- _Data_
// Retry policy with exponential backoff and jitter, shared by every network call site

use crate::config::RetryConfig;
use rand::Rng;
use std::time::Duration;

/// Default number of attempts per request (first try included)
pub const DEFAULT_MAX_ATTEMPTS: u32 = 3;

/// Retry strategy trait for calculating retry delays
///
/// `attempt` is the zero-based index of the attempt that just failed.
pub trait RetryStrategy: Send + Sync {
    /// Delay before the next attempt, or None once attempts are exhausted
    fn next_delay(&self, attempt: u32) -> Option<Duration>;

    /// Total attempts allowed, first try included
    fn max_attempts(&self) -> u32 {
        DEFAULT_MAX_ATTEMPTS
    }

    /// Check if another attempt is allowed after `attempt` failed
    fn should_retry(&self, attempt: u32) -> bool {
        attempt.saturating_add(1) < self.max_attempts()
    }
}

/// Exponential backoff retry strategy with jitter
/// Sequence with defaults: 500ms, 1s, 2s, ... capped at `max_delay_ms`
#[derive(Debug, Clone)]
pub struct ExponentialBackoff {
    max_attempts: u32,
    base_delay_ms: u64,
    max_delay_ms: u64,
    /// Jitter factor (0.0 to 1.0)
    jitter_factor: f64,
}

impl Default for ExponentialBackoff {
    fn default() -> Self {
        Self {
            max_attempts: DEFAULT_MAX_ATTEMPTS,
            base_delay_ms: 500,
            max_delay_ms: 8_000,
            jitter_factor: 0.1,
        }
    }
}

impl ExponentialBackoff {
    pub fn new() -> Self {
        Self::default()
    }

    pub fn with_config(
        max_attempts: u32,
        base_delay_ms: u64,
        max_delay_ms: u64,
        jitter_factor: f64,
    ) -> Self {
        Self {
            max_attempts: max_attempts.max(1),
            base_delay_ms,
            max_delay_ms,
            jitter_factor: jitter_factor.clamp(0.0, 1.0),
        }
    }

    pub fn from_settings(config: &RetryConfig) -> Self {
        Self::with_config(
            config.max_attempts,
            config.base_delay_ms,
            config.max_delay_ms,
            config.jitter_factor,
        )
    }

    /// base * 2^attempt, capped at max_delay
    fn calculate_base_delay(&self, attempt: u32) -> u64 {
        let factor = 2_u64.checked_pow(attempt).unwrap_or(u64::MAX);
        self.base_delay_ms
            .saturating_mul(factor)
            .min(self.max_delay_ms)
    }

    fn add_jitter_ms(&self, base_delay_ms: u64) -> u64 {
        if self.jitter_factor == 0.0 {
            return base_delay_ms;
        }

        let jitter_range_ms = (base_delay_ms as f64 * self.jitter_factor) as u64;
        let jitter_ms = if jitter_range_ms > 0 {
            rand::thread_rng().gen_range(0..=jitter_range_ms)
        } else {
            0
        };

        base_delay_ms + jitter_ms
    }
}

impl RetryStrategy for ExponentialBackoff {
    fn next_delay(&self, attempt: u32) -> Option<Duration> {
        if !self.should_retry(attempt) {
            return None;
        }

        let base_delay_ms = self.calculate_base_delay(attempt);
        Some(Duration::from_millis(self.add_jitter_ms(base_delay_ms)))
    }

    fn max_attempts(&self) -> u32 {
        self.max_attempts
    }
}

/// Fixed delay retry strategy (for testing or simple cases)
#[derive(Debug, Clone)]
pub struct FixedDelay {
    delay: Duration,
    max_attempts: u32,
}

impl FixedDelay {
    pub fn new(delay: Duration, max_attempts: u32) -> Self {
        Self {
            delay,
            max_attempts: max_attempts.max(1),
        }
    }
}

impl RetryStrategy for FixedDelay {
    fn next_delay(&self, attempt: u32) -> Option<Duration> {
        if !self.should_retry(attempt) {
            return None;
        }
        Some(self.delay)
    }

    fn max_attempts(&self) -> u32 {
        self.max_attempts
    }
}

- _Brief_
Report every line from the material above that mentions the word "rand".

- _Output below_
use rand::Rng;
            rand::thread_rng().gen_range(0..=jitter_range_ms)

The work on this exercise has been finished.